┌────────

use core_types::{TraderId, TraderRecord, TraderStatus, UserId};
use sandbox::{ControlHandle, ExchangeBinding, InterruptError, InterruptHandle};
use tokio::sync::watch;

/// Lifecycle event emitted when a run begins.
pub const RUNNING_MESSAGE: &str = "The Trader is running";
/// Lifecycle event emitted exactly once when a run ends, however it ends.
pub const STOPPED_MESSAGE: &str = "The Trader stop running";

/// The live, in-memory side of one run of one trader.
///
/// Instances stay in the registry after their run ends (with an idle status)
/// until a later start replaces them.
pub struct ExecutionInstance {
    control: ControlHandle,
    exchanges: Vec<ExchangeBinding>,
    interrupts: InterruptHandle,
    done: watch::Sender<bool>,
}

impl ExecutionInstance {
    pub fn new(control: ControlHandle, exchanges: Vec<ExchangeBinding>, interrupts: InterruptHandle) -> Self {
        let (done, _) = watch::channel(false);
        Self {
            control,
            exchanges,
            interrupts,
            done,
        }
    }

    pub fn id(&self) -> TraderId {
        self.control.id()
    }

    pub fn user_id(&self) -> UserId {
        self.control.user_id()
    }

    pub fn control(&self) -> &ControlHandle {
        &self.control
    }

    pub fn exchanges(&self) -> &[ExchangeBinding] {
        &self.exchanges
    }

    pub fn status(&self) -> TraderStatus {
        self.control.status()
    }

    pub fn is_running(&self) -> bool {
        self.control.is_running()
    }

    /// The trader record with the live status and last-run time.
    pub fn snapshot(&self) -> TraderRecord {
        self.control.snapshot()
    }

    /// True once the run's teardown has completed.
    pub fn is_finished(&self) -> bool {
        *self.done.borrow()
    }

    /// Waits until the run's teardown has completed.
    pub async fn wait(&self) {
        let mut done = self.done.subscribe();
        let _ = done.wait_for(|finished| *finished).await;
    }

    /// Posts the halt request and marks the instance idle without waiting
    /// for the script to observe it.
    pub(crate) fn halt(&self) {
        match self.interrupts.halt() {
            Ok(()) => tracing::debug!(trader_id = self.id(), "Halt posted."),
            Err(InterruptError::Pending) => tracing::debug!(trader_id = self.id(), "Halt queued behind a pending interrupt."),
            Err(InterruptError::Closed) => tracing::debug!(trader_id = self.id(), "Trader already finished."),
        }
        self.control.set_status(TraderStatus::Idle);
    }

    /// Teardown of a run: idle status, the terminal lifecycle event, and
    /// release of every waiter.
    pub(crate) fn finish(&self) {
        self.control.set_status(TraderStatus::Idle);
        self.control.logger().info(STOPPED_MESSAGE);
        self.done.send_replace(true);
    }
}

└────────

• **Problem**:
Extract the first line above and each line after it up to and including the one with "until the run's teardown has completed.", please, exactly and with nothing else.

• **Expected answer**:
use core_types::{TraderId, TraderRecord, TraderStatus, UserId};
use sandbox::{ControlHandle, ExchangeBinding, InterruptError, InterruptHandle};
use tokio::sync::watch;

/// Lifecycle event emitted when a run begins.
pub const RUNNING_MESSAGE: &str = "The Trader is running";
/// Lifecycle event emitted exactly once when a run ends, however it ends.
pub const STOPPED_MESSAGE: &str = "The Trader stop running";

/// The live, in-memory side of one run of one trader.
///
/// Instances stay in the registry after their run ends (with an idle status)
/// until a later start replaces them.
pub struct ExecutionInstance {
    control: ControlHandle,
    exchanges: Vec<ExchangeBinding>,
    interrupts: InterruptHandle,
    done: watch::Sender<bool>,
}

impl ExecutionInstance {
    pub fn new(control: ControlHandle, exchanges: Vec<ExchangeBinding>, interrupts: InterruptHandle) -> Self {
        let (done, _) = watch::channel(false);
        Self {
            control,
            exchanges,
            interrupts,
            done,
        }
    }

    pub fn id(&self) -> TraderId {
        self.control.id()
    }

    pub fn user_id(&self) -> UserId {
        self.control.user_id()
    }

    pub fn control(&self) -> &ControlHandle {
        &self.control
    }

    pub fn exchanges(&self) -> &[ExchangeBinding] {
        &self.exchanges
    }

    pub fn status(&self) -> TraderStatus {
        self.control.status()
    }

    pub fn is_running(&self) -> bool {
        self.control.is_running()
    }

    /// The trader record with the live status and last-run time.
    pub fn snapshot(&self) -> TraderRecord {
        self.control.snapshot()
    }

    /// True once the run's teardown has completed.
    pub fn is_finished(&self) -> bool {
        *self.done.borrow()
    }

    /// Waits until the run's teardown has completed.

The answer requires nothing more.